DATA EXTRACT:
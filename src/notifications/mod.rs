//! In-app notifications raised by the other modules.

use serde::{Deserialize, Serialize};
use sqlx::{SqliteConnection, SqlitePool};

use crate::database::models::Notification;
use crate::database::{new_id, now};
use crate::error::AppError;

#[derive(Debug, Clone, Copy, PartialEq, Eq, Serialize, Deserialize)]
#[serde(rename_all = "snake_case")]
pub enum NotificationType {
    Appointment,
    MoodCheck,
    Recommendation,
    Message,
    Forum,
    Crisis,
    Achievement,
    System,
}

impl NotificationType {
    pub fn as_str(&self) -> &'static str {
        match self {
            NotificationType::Appointment => "appointment",
            NotificationType::MoodCheck => "mood_check",
            NotificationType::Recommendation => "recommendation",
            NotificationType::Message => "message",
            NotificationType::Forum => "forum",
            NotificationType::Crisis => "crisis",
            NotificationType::Achievement => "achievement",
            NotificationType::System => "system",
        }
    }

    fn priority(&self) -> i64 {
        match self {
            NotificationType::Crisis => 10,
            NotificationType::Appointment => 5,
            _ => 0,
        }
    }
}

#[derive(Clone)]
pub struct NotificationService {
    pool: SqlitePool,
}

impl NotificationService {
    pub fn new(pool: SqlitePool) -> Self {
        Self { pool }
    }

    pub async fn notify(
        &self,
        user_id: &str,
        kind: NotificationType,
        title: &str,
        message: &str,
        link_url: Option<&str>,
    ) -> Result<String, AppError> {
        let mut conn = self.pool.acquire().await?;
        Self::notify_with(&mut conn, user_id, kind, title, message, link_url).await
    }

    /// Insert a notification on a connection the caller controls, so it
    /// commits or rolls back with the caller's transaction.
    pub async fn notify_with(
        conn: &mut SqliteConnection,
        user_id: &str,
        kind: NotificationType,
        title: &str,
        message: &str,
        link_url: Option<&str>,
    ) -> Result<String, AppError> {
        let id = new_id();
        sqlx::query(
            r#"
            INSERT INTO notifications (id, user_id, notification_type, title, message, link_url, priority, created_at)
            VALUES (?, ?, ?, ?, ?, ?, ?, ?)
            "#,
        )
        .bind(&id)
        .bind(user_id)
        .bind(kind.as_str())
        .bind(title)
        .bind(message)
        .bind(link_url.unwrap_or(""))
        .bind(kind.priority())
        .bind(now())
        .execute(&mut *conn)
        .await?;
        Ok(id)
    }

    pub async fn list(&self, user_id: &str, unread_only: bool) -> Result<Vec<Notification>, AppError> {
        let rows = sqlx::query_as::<_, Notification>(
            r#"
            SELECT * FROM notifications
            WHERE user_id = ? AND (? = 0 OR is_read = 0)
            ORDER BY created_at DESC
            LIMIT 100
            "#,
        )
        .bind(user_id)
        .bind(unread_only)
        .fetch_all(&self.pool)
        .await?;
        Ok(rows)
    }

    pub async fn unread_count(&self, user_id: &str) -> Result<i64, AppError> {
        let count: i64 = sqlx::query_scalar(
            "SELECT COUNT(*) FROM notifications WHERE user_id = ? AND is_read = 0",
        )
        .bind(user_id)
        .fetch_one(&self.pool)
        .await?;
        Ok(count)
    }

    pub async fn mark_read(&self, user_id: &str, notification_id: &str) -> Result<(), AppError> {
        let result = sqlx::query(
            "UPDATE notifications SET is_read = 1, read_at = COALESCE(read_at, ?) WHERE id = ? AND user_id = ?",
        )
        .bind(now())
        .bind(notification_id)
        .bind(user_id)
        .execute(&self.pool)
        .await?;

        if result.rows_affected() == 0 {
            return Err(AppError::not_found("Notification"));
        }
        Ok(())
    }

    pub async fn mark_all_read(&self, user_id: &str) -> Result<u64, AppError> {
        let result = sqlx::query(
            "UPDATE notifications SET is_read = 1, read_at = ? WHERE user_id = ? AND is_read = 0",
        )
        .bind(now())
        .bind(user_id)
        .execute(&self.pool)
        .await?;
        Ok(result.rows_affected())
    }
}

WHAT TO WORK ON: Sift the material for lines with the string "kind". Copy each one found.

ANSWER TO THE PROBLEM:
        kind: NotificationType,
        Self::notify_with(&mut conn, user_id, kind, title, message, link_url).await
        kind: NotificationType,
        .bind(kind.as_str())
        .bind(kind.priority())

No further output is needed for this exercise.